Teradyne, Inc. (NASDAQ: TER) reported revenue of $1,083 million for the fourth quarter of 2025 of which $883 million was in Semiconductor Test, $110 million in Product Test, and $89 million in Robotics. GAAP net income for the fourth quarter of 2025 was $257.2 million or $1.63 per diluted share. On a non-GAAP basis, Teradyne’s net income in the fourth quarter of 2025 was $283.0 million, or $1.80 per diluted share, which excluded acquired intangible asset amortization, restructuring and other charges, pension mark-to-market adjustment, and included the related tax impact on non-GAAP adjustments.

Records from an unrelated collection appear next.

use quick_xml::events::BytesStart;

use crate::models::SearchKind;

#[derive(Debug, Clone, Copy, PartialEq, Eq)]
pub(crate) enum AttrKey {
  Id,
  Guid,
  Name,
}

impl AttrKey {
  const ALL: [AttrKey; 3] = [AttrKey::Id, AttrKey::Guid, AttrKey::Name];

  fn as_bytes(self) -> &'static [u8] {
    match self {
      AttrKey::Id => b"id",
      AttrKey::Guid => b"guid",
      AttrKey::Name => b"name",
    }
  }

  fn from_key(key: &[u8]) -> Option<Self> {
    Self::ALL
      .into_iter()
      .find(|k| key.eq_ignore_ascii_case(k.as_bytes()))
  }
}

/// What a query is compared against. `Any` tries the tag name first, then the
/// `id`, `guid` and `name` attributes.
#[derive(Debug, Clone, Copy, PartialEq, Eq)]
pub(crate) enum Predicate {
  TagName,
  Attribute(AttrKey),
  Any,
}

impl From<SearchKind> for Predicate {
  fn from(kind: SearchKind) -> Self {
    match kind {
      SearchKind::Tag => Predicate::TagName,
      SearchKind::Id => Predicate::Attribute(AttrKey::Id),
      SearchKind::Guid => Predicate::Attribute(AttrKey::Guid),
      SearchKind::Name => Predicate::Attribute(AttrKey::Name),
      SearchKind::Any => Predicate::Any,
    }
  }
}

/// A query lowered once so each tag event is matched without allocating.
#[derive(Debug, Clone)]
pub(crate) struct PreparedSearch {
  needle: Vec<u8>,
  predicate: Predicate,
}

impl PreparedSearch {
  /// `None` for an empty query. Whitespace is part of the needle.
  pub(crate) fn new(query: &str, kind: SearchKind) -> Option<Self> {
    if query.is_empty() {
      return None;
    }
    Some(Self {
      needle: query.as_bytes().to_ascii_lowercase(),
      predicate: kind.into(),
    })
  }

  pub(crate) fn matches(&self, e: &BytesStart<'_>) -> bool {
    match self.predicate {
      Predicate::TagName => self.matches_name(e),
      Predicate::Attribute(key) => self.matches_attr(e, |k| k == key),
      Predicate::Any => self.matches_name(e) || self.matches_attr(e, |_| true),
    }
  }

  fn matches_name(&self, e: &BytesStart<'_>) -> bool {
    contains_ignore_case(e.name().as_ref(), &self.needle)
  }

  fn matches_attr(&self, e: &BytesStart<'_>, want: impl Fn(AttrKey) -> bool) -> bool {
    e.attributes().flatten().any(|attr| {
      AttrKey::from_key(attr.key.as_ref()).is_some_and(&want)
        && contains_ignore_case(&attr.value, &self.needle)
    })
  }
}

fn contains_ignore_case(haystack: &[u8], needle: &[u8]) -> bool {
  if needle.len() > haystack.len() {
    return false;
  }
  haystack
    .windows(needle.len())
    .any(|w| w.eq_ignore_ascii_case(needle))
}
use crate::error::CaptureError;
use crate::frame::{CapturedFrame, RGB24_BYTES_PER_PIXEL};
use async_trait::async_trait;
use chrono::Utc;
use parking_lot::Mutex;
use serde::{Deserialize, Serialize};
use std::collections::HashSet;
use std::sync::Arc;
use tracing::{debug, warn};

/// Camera orientation
#[derive(Debug, Clone, Copy, PartialEq, Eq, Serialize, Deserialize)]
pub enum Orientation {
    /// Operator-facing camera
    Front,
    /// World-facing camera
    Rear,
}

impl Orientation {
    /// The opposite orientation
    pub fn toggled(&self) -> Self {
        match self {
            Orientation::Front => Orientation::Rear,
            Orientation::Rear => Orientation::Front,
        }
    }

    pub fn as_str(&self) -> &'static str {
        match self {
            Orientation::Front => "Front",
            Orientation::Rear => "Rear",
        }
    }
}

/// Constraints handed to the device backend when requesting a stream.
///
/// Width and height are hints; the backend may open the device at a
/// different native resolution. Audio is never requested.
#[derive(Debug, Clone, Copy, PartialEq, Eq)]
pub struct DeviceConstraints {
    pub orientation: Orientation,
    pub ideal_width: u32,
    pub ideal_height: u32,
    pub audio: bool,
}

impl DeviceConstraints {
    pub fn new(orientation: Orientation, ideal_width: u32, ideal_height: u32) -> Self {
        Self {
            orientation,
            ideal_width,
            ideal_height,
            audio: false,
        }
    }
}

/// A live device stream exclusively owned by one capture session.
///
/// `release` must be idempotent; implementations also release on drop so the
/// device cannot leak past an abnormal exit of the owning session.
pub trait DeviceStream: Send {
    /// Native stream dimensions (width, height)
    fn dimensions(&self) -> (u32, u32);

    /// Read the current visual buffer as an RGB24 raster
    fn read_frame(&mut self) -> Result<CapturedFrame, CaptureError>;

    /// Release the underlying device
    fn release(&mut self);

    /// Whether the stream has been released
    fn is_released(&self) -> bool;
}

/// Camera device backend able to hand out exclusive streams
#[async_trait]
pub trait CameraDevice: Send + Sync {
    /// Request a stream under the given constraints.
    ///
    /// Fails with `DeviceBusy` if another holder already owns the device
    /// and with `DeviceAccess` when acquisition is denied or unavailable.
    async fn acquire(
        &self,
        constraints: &DeviceConstraints,
    ) -> Result<Box<dyn DeviceStream>, CaptureError>;
}

/// Registry of claimed device identifiers, enforcing one holder per device
#[derive(Default)]
pub struct DeviceClaims {
    claimed: Mutex<HashSet<String>>,
}

impl DeviceClaims {
    pub fn new() -> Arc<Self> {
        Arc::new(Self::default())
    }

    /// Claim a device, failing if it is already held
    pub fn claim(&self, device: &str) -> Result<(), CaptureError> {
        let mut claimed = self.claimed.lock();
        if !claimed.insert(device.to_string()) {
            return Err(CaptureError::DeviceBusy {
                device: device.to_string(),
            });
        }
        debug!("Device '{}' claimed", device);
        Ok(())
    }

    /// Release a previously claimed device (no-op if not claimed)
    pub fn release(&self, device: &str) {
        let mut claimed = self.claimed.lock();
        if claimed.remove(device) {
            debug!("Device '{}' released", device);
        }
    }

    pub fn is_claimed(&self, device: &str) -> bool {
        self.claimed.lock().contains(device)
    }
}

/// Deterministic in-memory camera backend.
///
/// Produces synthetic RGB24 frames at the requested ideal resolution so the
/// pipeline runs without hardware. Can be configured to deny acquisition.
pub struct StubCamera {
    device: String,
    claims: Arc<DeviceClaims>,
    deny_with: Option<String>,
}

impl StubCamera {
    pub fn new(device: impl Into<String>, claims: Arc<DeviceClaims>) -> Self {
        Self {
            device: device.into(),
            claims,
            deny_with: None,
        }
    }

    /// Backend that denies every acquisition with the given cause
    pub fn denying(device: impl Into<String>, claims: Arc<DeviceClaims>, cause: impl Into<String>) -> Self {
        Self {
            device: device.into(),
            claims,
            deny_with: Some(cause.into()),
        }
    }
}

#[async_trait]
impl CameraDevice for StubCamera {
    async fn acquire(
        &self,
        constraints: &DeviceConstraints,
    ) -> Result<Box<dyn DeviceStream>, CaptureError> {
        if let Some(cause) = &self.deny_with {
            return Err(CaptureError::DeviceAccess {
                details: cause.clone(),
            });
        }

        self.claims.claim(&self.device)?;
        debug!(
            "Stub stream opened on '{}' ({}x{}, {})",
            self.device,
            constraints.ideal_width,
            constraints.ideal_height,
            constraints.orientation.as_str()
        );

        Ok(Box::new(StubStream {
            device: self.device.clone(),
            claims: Arc::clone(&self.claims),
            width: constraints.ideal_width,
            height: constraints.ideal_height,
            orientation: constraints.orientation,
            frame_counter: 0,
            released: false,
        }))
    }
}

/// Stream handed out by [`StubCamera`]
pub struct StubStream {
    device: String,
    claims: Arc<DeviceClaims>,
    width: u32,
    height: u32,
    orientation: Orientation,
    frame_counter: u64,
    released: bool,
}

impl DeviceStream for StubStream {
    fn dimensions(&self) -> (u32, u32) {
        (self.width, self.height)
    }

    fn read_frame(&mut self) -> Result<CapturedFrame, CaptureError> {
        if self.released {
            return Err(CaptureError::FrameRead {
                details: "stream already released".to_string(),
            });
        }

        self.frame_counter += 1;
        let mut pixels =
            vec![0u8; self.width as usize * self.height as usize * RGB24_BYTES_PER_PIXEL];
        // Gradient pattern seeded by the frame counter, distinct per orientation
        let seed = (self.frame_counter as u8).wrapping_mul(31);
        let channel_bias = match self.orientation {
            Orientation::Front => 0u8,
            Orientation::Rear => 128u8,
        };
        for (i, px) in pixels.chunks_exact_mut(RGB24_BYTES_PER_PIXEL).enumerate() {
            px[0] = seed.wrapping_add(i as u8);
            px[1] = channel_bias;
            px[2] = (i / self.width as usize) as u8;
        }

        Ok(CapturedFrame::new(self.width, self.height, Utc::now(), pixels))
    }

    fn release(&mut self) {
        if !self.released {
            self.released = true;
            self.claims.release(&self.device);
        }
    }

    fn is_released(&self) -> bool {
        self.released
    }
}

impl Drop for StubStream {
    fn drop(&mut self) {
        if !self.released {
            warn!("Stub stream for '{}' dropped without release", self.device);
            self.release();
        }
    }
}

#[cfg(test)]
mod tests {
    use super::*;

    #[tokio::test]
    async fn test_acquire_produces_frames_at_requested_resolution() {
        let claims = DeviceClaims::new();
        let camera = StubCamera::new("cam0", Arc::clone(&claims));
        let constraints = DeviceConstraints::new(Orientation::Rear, 640, 480);

        let mut stream = camera.acquire(&constraints).await.unwrap();
        assert_eq!(stream.dimensions(), (640, 480));

        let frame = stream.read_frame().unwrap();
        assert_eq!((frame.width, frame.height), (640, 480));
        assert!(frame.validate_size());

        stream.release();
        assert!(!claims.is_claimed("cam0"));
    }

    #[tokio::test]
    async fn test_second_acquire_fails_while_claimed() {
        let claims = DeviceClaims::new();
        let camera = StubCamera::new("cam0", Arc::clone(&claims));
        let constraints = DeviceConstraints::new(Orientation::Rear, 1280, 720);

        let _stream = camera.acquire(&constraints).await.unwrap();
        let second = camera.acquire(&constraints).await;
        assert!(matches!(second, Err(CaptureError::DeviceBusy { .. })));
    }

    #[tokio::test]
    async fn test_drop_releases_claim() {
        let claims = DeviceClaims::new();
        let camera = StubCamera::new("cam0", Arc::clone(&claims));
        let constraints = DeviceConstraints::new(Orientation::Front, 320, 240);

        {
            let _stream = camera.acquire(&constraints).await.unwrap();
            assert!(claims.is_claimed("cam0"));
        }
        assert!(!claims.is_claimed("cam0"));
    }

    #[tokio::test]
    async fn test_denying_backend_reports_cause() {
        let claims = DeviceClaims::new();
        let camera = StubCamera::denying("cam0", claims, "Permission denied");
        let constraints = DeviceConstraints::new(Orientation::Rear, 1280, 720);

        let result = camera.acquire(&constraints).await;
        match result {
            Err(CaptureError::DeviceAccess { details }) => {
                assert_eq!(details, "Permission denied");
            }
            other => panic!("Unexpected result: {:?}", other.map(|_| ())),
        }
    }

    #[tokio::test]
    async fn test_released_stream_refuses_reads() {
        let claims = DeviceClaims::new();
        let camera = StubCamera::new("cam0", claims);
        let constraints = DeviceConstraints::new(Orientation::Rear, 64, 64);

        let mut stream = camera.acquire(&constraints).await.unwrap();
        stream.release();
        stream.release(); // idempotent
        assert!(stream.is_released());
        assert!(matches!(
            stream.read_frame(),
            Err(CaptureError::FrameRead { .. })
        ));
    }
}
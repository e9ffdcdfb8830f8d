/// Fraction of the detected quantity assumed recoverable
const MASS_PER_ITEM_KG: f64 = 0.7;
/// Currency saved per recovered kilogram
const CURRENCY_PER_KG: f64 = 15.5;
/// CO2 avoided per recovered kilogram
const CO2_PER_KG: f64 = 2.5;

/// Derived display-only impact metrics
#[derive(Debug, Clone, Copy, PartialEq)]
pub struct ImpactEstimate {
    pub mass_saved_kg: f64,
    pub currency_saved: f64,
    pub co2_reduced_kg: f64,
}

/// Estimate the impact of intervening on a detected quantity.
///
/// Pure and deterministic; each step is rounded to one decimal place before
/// feeding the next. A negative quantity is accepted and yields a negative
/// (semantically meaningless) estimate; no clamping is applied.
pub fn estimate(quantity: f64) -> ImpactEstimate {
    let mass_saved_kg = round1(quantity * MASS_PER_ITEM_KG);
    let currency_saved = round1(mass_saved_kg * CURRENCY_PER_KG);
    let co2_reduced_kg = round1(mass_saved_kg * CO2_PER_KG);
    ImpactEstimate {
        mass_saved_kg,
        currency_saved,
        co2_reduced_kg,
    }
}

fn round1(value: f64) -> f64 {
    (value * 10.0).round() / 10.0
}
use chrono::{DateTime, Utc};
use std::sync::Arc;

/// Bytes per pixel for the RGB24 raster produced by capture
pub const RGB24_BYTES_PER_PIXEL: usize = 3;

/// A single still frame pulled from an active camera stream.
///
/// Frames carry an uncompressed RGB24 raster at the live stream's native
/// dimensions. Pixel data is shared so a frame can be handed to the encoder
/// without copying.
#[derive(Debug, Clone)]
pub struct CapturedFrame {
    /// Frame width in pixels
    pub width: u32,
    /// Frame height in pixels
    pub height: u32,
    /// Capture timestamp (UTC)
    pub timestamp: DateTime<Utc>,
    /// Raw RGB24 pixel data
    pub pixels: Arc<Vec<u8>>,
}

impl CapturedFrame {
    pub fn new(width: u32, height: u32, timestamp: DateTime<Utc>, pixels: Vec<u8>) -> Self {
        Self {
            width,
            height,
            timestamp,
            pixels: Arc::new(pixels),
        }
    }

    /// Expected pixel buffer size for the frame dimensions
    pub fn expected_size(&self) -> usize {
        self.width as usize * self.height as usize * RGB24_BYTES_PER_PIXEL
    }

    /// Check that the pixel buffer matches the declared dimensions
    pub fn validate_size(&self) -> bool {
        self.pixels.len() == self.expected_size()
    }

    /// Whether the frame carries any pixels at all
    pub fn is_empty(&self) -> bool {
        self.width == 0 || self.height == 0 || self.pixels.is_empty()
    }
}

#[cfg(test)]
mod tests {
    use super::*;

    #[test]
    fn test_valid_frame_size() {
        let frame = CapturedFrame::new(4, 2, Utc::now(), vec![0u8; 4 * 2 * 3]);
        assert!(frame.validate_size());
        assert!(!frame.is_empty());
    }

    #[test]
    fn test_invalid_frame_size() {
        let frame = CapturedFrame::new(640, 480, Utc::now(), vec![0u8; 100]);
        assert!(!frame.validate_size());
    }

    #[test]
    fn test_empty_frame() {
        let frame = CapturedFrame::new(0, 0, Utc::now(), Vec::new());
        assert!(frame.is_empty());

        let degenerate = CapturedFrame::new(640, 0, Utc::now(), vec![0u8; 10]);
        assert!(degenerate.is_empty());
    }
}
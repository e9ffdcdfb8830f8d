use crate::error::EncodeError;
use crate::frame::CapturedFrame;
use chrono::SecondsFormat;
use image::codecs::jpeg::JpegEncoder;
use image::{ColorType, ImageEncoder};
use tracing::debug;

/// JPEG quality factor (0.9 of max)
const JPEG_QUALITY: u8 = 90;

const FILENAME_PREFIX: &str = "camera-capture-";
const MIME_TYPE: &str = "image/jpeg";

/// Encoded, transport-ready image payload
#[derive(Debug, Clone)]
pub struct ImageArtifact {
    pub bytes: Vec<u8>,
    pub mime_type: &'static str,
    pub filename: String,
}

/// Rasterize a captured frame into a JPEG artifact at its native dimensions.
///
/// Deterministic given identical frame and timestamp: the filename is the
/// capture timestamp with `:` and `.` replaced by `-`, prefixed
/// `camera-capture-` and suffixed `.jpg`.
pub fn encode(frame: &CapturedFrame) -> Result<ImageArtifact, EncodeError> {
    if frame.is_empty() {
        return Err(EncodeError::EncodingFailed {
            details: "frame is empty".to_string(),
        });
    }
    if !frame.validate_size() {
        return Err(EncodeError::EncodingFailed {
            details: format!(
                "pixel buffer size {} does not match {}x{} RGB24 frame",
                frame.pixels.len(),
                frame.width,
                frame.height
            ),
        });
    }

    let mut bytes = Vec::new();
    let encoder = JpegEncoder::new_with_quality(&mut bytes, JPEG_QUALITY);
    encoder
        .write_image(&frame.pixels, frame.width, frame.height, ColorType::Rgb8)
        .map_err(|e| EncodeError::EncodingFailed {
            details: e.to_string(),
        })?;

    let filename = filename_for_timestamp(frame);
    debug!("Encoded frame into {} ({} bytes)", filename, bytes.len());

    Ok(ImageArtifact {
        bytes,
        mime_type: MIME_TYPE,
        filename,
    })
}

fn filename_for_timestamp(frame: &CapturedFrame) -> String {
    let stamp = frame
        .timestamp
        .to_rfc3339_opts(SecondsFormat::Millis, true)
        .replace([':', '.'], "-");
    format!("{}{}.jpg", FILENAME_PREFIX, stamp)
}
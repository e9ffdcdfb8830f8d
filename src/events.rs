use serde::{Deserialize, Serialize};
use std::time::SystemTime;
use tokio::sync::broadcast;
use tracing::debug;

/// Events that can occur in the capture-to-alert pipeline.
///
/// Components report here instead of holding a global notification side
/// channel; the operator-facing layer subscribes and renders.
#[derive(Debug, Clone, Serialize, Deserialize)]
pub enum FoodwatchEvent {
    /// Camera stream acquired and ready for capture
    CameraStarted {
        orientation: String,
        timestamp: SystemTime,
    },
    /// Camera acquisition or capture failed
    CameraError { error: String, timestamp: SystemTime },
    /// A still frame was captured from the live stream
    FrameCaptured {
        width: u32,
        height: u32,
        timestamp: SystemTime,
    },
    /// An encoded image was submitted for detection
    DetectionSubmitted {
        submission_id: String,
        filename: String,
        timestamp: SystemTime,
    },
    /// Detection completed with per-class counts
    DetectionCompleted {
        submission_id: String,
        total_detections: u32,
        timestamp: SystemTime,
    },
    /// Detection failed (transport, schema, or service failure)
    DetectionFailed {
        submission_id: String,
        error: String,
        timestamp: SystemTime,
    },
    /// A class count crossed its alert threshold
    AlertRaised {
        class_name: String,
        observed_count: u32,
        threshold: u32,
        timestamp: SystemTime,
    },
    /// A notification channel was invoked for the active alert
    NotificationSent { channel: String, timestamp: SystemTime },
    /// The active alert was acknowledged by the operator
    AlertAcknowledged { timestamp: SystemTime },
    /// The impact estimate is ready for display
    ImpactReady {
        class_name: String,
        quantity: u32,
        mass_saved_kg: f64,
        currency_saved: f64,
        co2_reduced_kg: f64,
        timestamp: SystemTime,
    },
    /// System shutdown requested
    ShutdownRequested { reason: String, timestamp: SystemTime },
}

impl FoodwatchEvent {
    /// Get a human-readable description of the event
    pub fn description(&self) -> String {
        match self {
            FoodwatchEvent::CameraStarted { orientation, .. } => {
                format!("Camera started ({})", orientation)
            }
            FoodwatchEvent::CameraError { error, .. } => {
                format!("Camera error: {}", error)
            }
            FoodwatchEvent::FrameCaptured { width, height, .. } => {
                format!("Frame captured ({}x{})", width, height)
            }
            FoodwatchEvent::DetectionSubmitted { filename, .. } => {
                format!("Submitted {} for detection", filename)
            }
            FoodwatchEvent::DetectionCompleted {
                total_detections, ..
            } => {
                format!("Detection found {} items", total_detections)
            }
            FoodwatchEvent::DetectionFailed { error, .. } => {
                format!("Detection failed: {}", error)
            }
            FoodwatchEvent::AlertRaised {
                class_name,
                observed_count,
                threshold,
                ..
            } => {
                format!(
                    "High quantity alert: {} count ({}) exceeds threshold ({})",
                    class_name, observed_count, threshold
                )
            }
            FoodwatchEvent::NotificationSent { channel, .. } => {
                format!("Alert sent to {}", channel)
            }
            FoodwatchEvent::AlertAcknowledged { .. } => "Alert acknowledged".to_string(),
            FoodwatchEvent::ImpactReady {
                mass_saved_kg,
                currency_saved,
                ..
            } => {
                format!(
                    "Impact: {} kg saved, {} currency saved",
                    mass_saved_kg, currency_saved
                )
            }
            FoodwatchEvent::ShutdownRequested { reason, .. } => {
                format!("Shutdown requested: {}", reason)
            }
        }
    }
}

/// Broadcast event bus connecting pipeline stages to the operator layer
pub struct EventBus {
    sender: broadcast::Sender<FoodwatchEvent>,
}

impl EventBus {
    /// Create a new event bus with the given channel capacity
    pub fn new(capacity: usize) -> Self {
        let (sender, _) = broadcast::channel(capacity);
        Self { sender }
    }

    /// Publish an event to all subscribers
    pub fn publish(&self, event: FoodwatchEvent) {
        debug!("Event: {}", event.description());
        if let Err(e) = self.sender.send(event) {
            // No active subscribers is normal during startup and shutdown
            debug!("Event published with no subscribers: {}", e);
        }
    }

    /// Subscribe to events
    pub fn subscribe(&self) -> broadcast::Receiver<FoodwatchEvent> {
        self.sender.subscribe()
    }

    /// Number of active subscribers
    pub fn subscriber_count(&self) -> usize {
        self.sender.receiver_count()
    }
}
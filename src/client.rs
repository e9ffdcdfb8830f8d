use crate::encoder::ImageArtifact;
use crate::error::DetectionError;
use reqwest::multipart::{Form, Part};
use reqwest::Client;
use serde::{Deserialize, Serialize};
use std::sync::atomic::{AtomicU64, Ordering};
use std::time::Duration;
use tracing::{debug, warn};

/// One detected object instance returned by the remote classifier
#[derive(Debug, Clone, PartialEq, Serialize, Deserialize)]
pub struct DetectionResult {
    pub class_id: i64,
    pub class_name: String,
    pub confidence: f64,
    /// Bounding box in pixel units: [x, y, width, height]
    pub bbox: [f64; 4],
}

/// Full outcome of one detection request
#[derive(Debug, Clone, PartialEq, Serialize, Deserialize)]
pub struct DetectionResponse {
    pub detections: Vec<DetectionResult>,
    pub annotated_image_url: Option<String>,
    pub total_detections: u32,
    pub class_counts: std::collections::HashMap<String, u32>,
}

/// Raw wire shape, before domain-level success handling
#[derive(Debug, Deserialize)]
struct WireResponse {
    success: bool,
    #[serde(default)]
    detections: Option<Vec<DetectionResult>>,
    #[serde(default)]
    annotated_image_url: Option<String>,
    #[serde(default)]
    total_detections: Option<u32>,
    #[serde(default)]
    class_counts: Option<std::collections::HashMap<String, u32>>,
    #[serde(default)]
    error: Option<String>,
}

/// Client for the remote detection endpoint.
///
/// Each `submit` is one independent multipart POST; there is no retry and
/// no request de-duplication. The generation counter lets callers discard
/// stale responses when submissions overlap (last-response-wins).
pub struct DetectionClient {
    http: Client,
    endpoint: String,
    generation: AtomicU64,
}

impl DetectionClient {
    pub fn new(endpoint: impl Into<String>, timeout: Duration) -> Result<Self, DetectionError> {
        let http = Client::builder().timeout(timeout).build()?;
        Ok(Self {
            http,
            endpoint: endpoint.into(),
            generation: AtomicU64::new(0),
        })
    }

    /// Hand out a new submission generation.
    ///
    /// The most recently issued generation is the only current one.
    pub fn begin_submission(&self) -> u64 {
        self.generation.fetch_add(1, Ordering::SeqCst) + 1
    }

    /// Whether a generation is still the latest issued
    pub fn is_current(&self, generation: u64) -> bool {
        self.generation.load(Ordering::SeqCst) == generation
    }

    /// Submit an image artifact and parse the structured response.
    ///
    /// Suspends until the endpoint answers or the request times out.
    pub async fn submit(&self, artifact: &ImageArtifact) -> Result<DetectionResponse, DetectionError> {
        debug!(
            "Submitting {} ({} bytes) to {}",
            artifact.filename,
            artifact.bytes.len(),
            self.endpoint
        );

        let part = Part::bytes(artifact.bytes.clone())
            .file_name(artifact.filename.clone())
            .mime_str(artifact.mime_type)?;
        let form = Form::new().part("image", part);

        let response = self.http.post(&self.endpoint).multipart(form).send().await?;
        let status = response.status();
        if !status.is_success() {
            warn!("Detection endpoint returned HTTP {}", status.as_u16());
            return Err(DetectionError::Transport {
                status: status.as_u16(),
            });
        }

        let body = response.text().await?;
        parse_response(&body)
    }
}

/// Parse and validate a detection response body.
///
/// Schema violations map to `MalformedResponse`; a well-formed body with
/// `success:false` maps to `DetectionFailed` carrying the server's error
/// message when present.
pub fn parse_response(body: &str) -> Result<DetectionResponse, DetectionError> {
    let wire: WireResponse =
        serde_json::from_str(body).map_err(|e| DetectionError::MalformedResponse {
            details: e.to_string(),
        })?;

    if !wire.success {
        return Err(DetectionError::DetectionFailed {
            message: wire.error,
        });
    }

    let detections = wire
        .detections
        .ok_or_else(|| DetectionError::MalformedResponse {
            details: "missing 'detections' field".to_string(),
        })?;
    let total_detections =
        wire.total_detections
            .ok_or_else(|| DetectionError::MalformedResponse {
                details: "missing 'total_detections' field".to_string(),
            })?;
    let class_counts = wire
        .class_counts
        .ok_or_else(|| DetectionError::MalformedResponse {
            details: "missing 'class_counts' field".to_string(),
        })?;

    for detection in &detections {
        if !(0.0..=1.0).contains(&detection.confidence) {
            return Err(DetectionError::MalformedResponse {
                details: format!(
                    "confidence {} for '{}' is outside [0, 1]",
                    detection.confidence, detection.class_name
                ),
            });
        }
        if detection.bbox.iter().any(|v| *v < 0.0) {
            return Err(DetectionError::MalformedResponse {
                details: format!("negative bbox value for '{}'", detection.class_name),
            });
        }
        if detection.class_id < 0 {
            return Err(DetectionError::MalformedResponse {
                details: format!("negative class_id for '{}'", detection.class_name),
            });
        }
    }

    Ok(DetectionResponse {
        detections,
        annotated_image_url: wire.annotated_image_url,
        total_detections,
        class_counts,
    })
}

“Our Q4 results were above the high end of our guidance range, fueled by AI-related demand in compute, networking and memory within our Semi Test business. Across all of our business groups – Semi Test, Product Test, and Robotics – we experienced sequential growth, and at the company level we achieved 13% growth in 2025,” said Teradyne CEO, Greg Smith. “In 2026, we expect year-over-year growth across all of our businesses, with strong momentum in compute driven by AI.”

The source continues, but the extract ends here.